• _ASSIGNMENT_: Go through the data below and return each line containing the word "matches".

• _INPUT_:

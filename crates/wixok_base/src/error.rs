use std::error::Error as StdError;
use std::fmt;
use std::path::PathBuf;
use std::string::FromUtf8Error;

use tracing_error::{SpanTrace, SpanTraceStatus};

/* 📖 # One error type for the whole workspace

Every fallible operation in wixok returns `WixokResult<T>`. The error carries a
structural `ErrorKind` that callers can match on, a list of context strings
attached while the error propagates, an optional cause, and the span trace
that was active when the error was created.
 */

/// Error variants that can occur in wixok operations.
/// Each variant represents a specific error category with its associated context.
#[derive(Debug)]
pub enum ErrorKind {
    /// File system operation failed
    FileError {
        path: PathBuf,
        source: std::io::Error,
    },

    /// File contents could not be decoded as UTF-8
    InvalidUtf8 {
        path: PathBuf,
        source: FromUtf8Error,
    },

    /// Catch-all for other errors with a message
    Message { message: String },
}

impl fmt::Display for ErrorKind {
    fn fmt(&self, f: &mut fmt::Formatter<'_>) -> fmt::Result {
        match self {
            ErrorKind::FileError { path, source } => {
                write!(f, "File error at {}: {}", path.display(), source)
            }
            ErrorKind::InvalidUtf8 { path, source } => {
                write!(f, "File is not valid UTF-8: {}: {}", path.display(), source)
            }
            ErrorKind::Message { message } => write!(f, "{}", message),
        }
    }
}

/// Error type wrapping an [`ErrorKind`] with context, an optional cause and a span trace.
pub struct WixokError {
    kind: ErrorKind,
    context: Vec<String>,
    cause: Option<Box<WixokError>>,
    span_trace: SpanTrace,
}

impl WixokError {
    /// Creates a new error from an ErrorKind, capturing the current span trace.
    pub fn new(kind: ErrorKind) -> Self {
        Self {
            kind,
            context: vec![],
            cause: None,
            span_trace: SpanTrace::capture(),
        }
    }

    /// Creates a `Message` error.
    pub fn message(message: impl Into<String>) -> Self {
        Self::new(ErrorKind::Message {
            message: message.into(),
        })
    }

    /// Creates a `FileError` for the given path.
    pub fn file_error(path: impl Into<PathBuf>, source: std::io::Error) -> Self {
        Self::new(ErrorKind::FileError {
            path: path.into(),
            source,
        })
    }

    /// Attaches context to an error.
    /// Context is displayed before the error message.
    pub fn context(mut self, context: impl Into<String>) -> Self {
        self.context.push(context.into());
        self
    }

    /// Attaches context using lazy evaluation.
    pub fn with_context<F>(mut self, f: F) -> Self
    where
        F: FnOnce() -> String,
    {
        self.context.push(f());
        self
    }

    /// Records the error that caused this one.
    pub fn caused_by(mut self, cause: WixokError) -> Self {
        self.cause = Some(Box::new(cause));
        self
    }

    /// Returns a reference to the underlying ErrorKind.
    pub fn kind(&self) -> &ErrorKind {
        &self.kind
    }

    /// Returns the context strings, in the order they were attached.
    pub fn get_context(&self) -> &[String] {
        &self.context
    }

    /// Returns the error this one was caused by, if any.
    pub fn cause(&self) -> Option<&WixokError> {
        self.cause.as_deref()
    }

    /// Returns the span trace captured when the error was created.
    pub fn span_trace(&self) -> &SpanTrace {
        &self.span_trace
    }

    /// Returns the innermost error in the chain.
    pub fn root_cause(&self) -> &(dyn StdError + 'static) {
        let mut current: &(dyn StdError + 'static) = self;
        while let Some(next) = current.source() {
            current = next;
        }
        current
    }

    fn fmt_tree(&self, f: &mut fmt::Formatter<'_>, indent: &str) -> fmt::Result {
        let branches = self.context.len() + usize::from(self.cause.is_some());
        for (i, ctx) in self.context.iter().enumerate() {
            let connector = if i + 1 == branches { "└─" } else { "├─" };
            writeln!(f, "{}{} {}", indent, connector, ctx)?;
        }
        if let Some(cause) = &self.cause {
            writeln!(f, "{}└─ cause: {}", indent, cause.kind)?;
            cause.fmt_tree(f, &format!("{}   ", indent))?;
        }
        Ok(())
    }
}

impl From<ErrorKind> for WixokError {
    fn from(kind: ErrorKind) -> Self {
        Self::new(kind)
    }
}

impl StdError for WixokError {
    fn source(&self) -> Option<&(dyn StdError + 'static)> {
        match &self.kind {
            ErrorKind::FileError { source, .. } => Some(source),
            ErrorKind::InvalidUtf8 { source, .. } => Some(source),
            ErrorKind::Message { .. } => self
                .cause
                .as_deref()
                .map(|cause| cause as &(dyn StdError + 'static)),
        }
    }
}

impl fmt::Display for WixokError {
    fn fmt(&self, f: &mut fmt::Formatter<'_>) -> fmt::Result {
        for ctx in &self.context {
            write!(f, "{}: ", ctx)?;
        }
        write!(f, "{}", self.kind)?;
        if let Some(cause) = &self.cause {
            write!(f, ": {}", cause)?;
        }
        Ok(())
    }
}

impl fmt::Debug for WixokError {
    fn fmt(&self, f: &mut fmt::Formatter<'_>) -> fmt::Result {
        writeln!(f, "{}", self.kind)?;
        self.fmt_tree(f, "")?;
        if self.span_trace.status() == SpanTraceStatus::CAPTURED {
            writeln!(f, "Trace: {}", self.span_trace)?;
        }
        Ok(())
    }
}

/// Standard result type for wixok operations.
/// The error is boxed to keep the `Ok` path small.
pub type WixokResult<T> = std::result::Result<T, Box<WixokError>>;

/// Extension trait for attaching context to Results during propagation.
pub trait ResultExt<T> {
    /// Attaches context to an error, consuming and re-wrapping it.
    fn context(self, context: impl Into<String>) -> WixokResult<T>;

    /// Attaches context using lazy evaluation.
    /// Context is only evaluated if the result is an error.
    fn with_context<F>(self, f: F) -> WixokResult<T>
    where
        F: FnOnce() -> String;
}

impl<T> ResultExt<T> for WixokResult<T> {
    fn context(self, context: impl Into<String>) -> WixokResult<T> {
        self.map_err(|err| Box::new(err.context(context)))
    }

    fn with_context<F>(self, f: F) -> WixokResult<T>
    where
        F: FnOnce() -> String,
    {
        self.map_err(|err| Box::new(err.with_context(f)))
    }
}

/// Builds a boxed `Message` error from format arguments.
#[macro_export]
macro_rules! err {
    ($($arg:tt)*) => {
        ::std::boxed::Box::new($crate::WixokError::message(format!($($arg)*)))
    };
}

#[cfg(test)]
mod tests {
    use super::*;
    use std::io;

    #[test]
    fn test_error_from_file_error() {
        let io_err = io::Error::new(io::ErrorKind::NotFound, "file not found");
        let path = PathBuf::from("test.txt");
        let error = WixokError::file_error(path.clone(), io_err);

        match error.kind() {
            ErrorKind::FileError { path: p, source } => {
                assert_eq!(p, &path);
                assert_eq!(source.kind(), io::ErrorKind::NotFound);
            }
            _ => panic!("Expected FileError variant"),
        }
    }

    #[test]
    fn test_error_from_invalid_utf8() {
        let utf8_err = String::from_utf8(vec![0xFF, 0xFE]).unwrap_err();
        let error = WixokError::new(ErrorKind::InvalidUtf8 {
            path: PathBuf::from("bad.txt"),
            source: utf8_err,
        });

        assert!(matches!(error.kind(), ErrorKind::InvalidUtf8 { .. }));
        assert!(error.to_string().starts_with("File is not valid UTF-8: bad.txt"));
        assert!(error.source().is_some());
    }

    #[test]
    fn test_error_context_attachment() {
        let error = WixokError::message("original error")
            .context("first context")
            .context("second context");

        assert_eq!(error.get_context(), ["first context", "second context"]);
    }

    #[test]
    fn test_error_with_context_lazy_evaluation() {
        let mut called = false;
        let error = WixokError::message("error").with_context(|| {
            called = true;
            "lazy context".to_string()
        });

        assert!(called);
        assert_eq!(error.get_context()[0], "lazy context");
    }

    #[test]
    fn test_error_display_message_only() {
        let error = WixokError::message("test message");
        assert_eq!(error.to_string(), "test message");
    }

    #[test]
    fn test_error_display_with_multiple_contexts() {
        let error = WixokError::message("root error")
            .context("first")
            .context("second")
            .context("third");
        assert_eq!(error.to_string(), "first: second: third: root error");
    }

    #[test]
    fn test_error_display_file_error() {
        let io_err = io::Error::new(io::ErrorKind::NotFound, "not found");
        let error = WixokError::file_error("/tmp/test.txt", io_err);
        let display = error.to_string();
        assert!(display.contains("/tmp/test.txt"));
        assert!(display.contains("not found"));
    }

    #[test]
    fn test_error_source_message() {
        let error = WixokError::message("test");
        assert!(error.source().is_none());
    }

    #[test]
    fn test_error_source_cause() {
        let error = WixokError::message("outer").caused_by(WixokError::message("inner"));
        assert_eq!(error.source().map(|s| s.to_string()).as_deref(), Some("inner"));
        assert_eq!(error.cause().map(|c| c.to_string()).as_deref(), Some("inner"));
    }

    #[test]
    fn test_error_display_with_cause() {
        let error = WixokError::message("outer")
            .context("while testing")
            .caused_by(WixokError::message("inner").context("deeper"));
        assert_eq!(error.to_string(), "while testing: outer: deeper: inner");
    }

    #[test]
    fn test_error_root_cause_file_error() {
        let io_err = io::Error::new(io::ErrorKind::NotFound, "not found");
        let error = WixokError::file_error("test.txt", io_err);
        assert_eq!(error.root_cause().to_string(), "not found");
    }

    #[test]
    fn test_error_root_cause_through_cause_chain() {
        let io_err = io::Error::new(io::ErrorKind::PermissionDenied, "access denied");
        let error = WixokError::message("outer")
            .caused_by(WixokError::file_error("test.txt", io_err));
        assert_eq!(error.root_cause().to_string(), "access denied");
    }

    #[test]
    fn test_result_ext_context_success() {
        let result: WixokResult<i32> = Ok(42);
        assert_eq!(result.context("operation failed").unwrap(), 42);
    }

    #[test]
    fn test_result_ext_chaining() {
        let result: WixokResult<i32> = Err(Box::new(WixokError::message("root")));
        let err = result
            .context("step 1")
            .context("step 2")
            .with_context(|| "step 3".to_string())
            .unwrap_err();
        assert_eq!(err.to_string(), "step 1: step 2: step 3: root");
    }

    #[test]
    fn test_err_macro() {
        let error: Box<WixokError> = crate::err!("bad value: {}", 7);
        assert_eq!(error.to_string(), "bad value: 7");
        assert!(matches!(error.kind(), ErrorKind::Message { .. }));
    }
}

• _COMPLETED EXERCISE_:
        assert!(matches!(error.kind(), ErrorKind::InvalidUtf8 { .. }));
        assert!(matches!(error.kind(), ErrorKind::Message { .. }));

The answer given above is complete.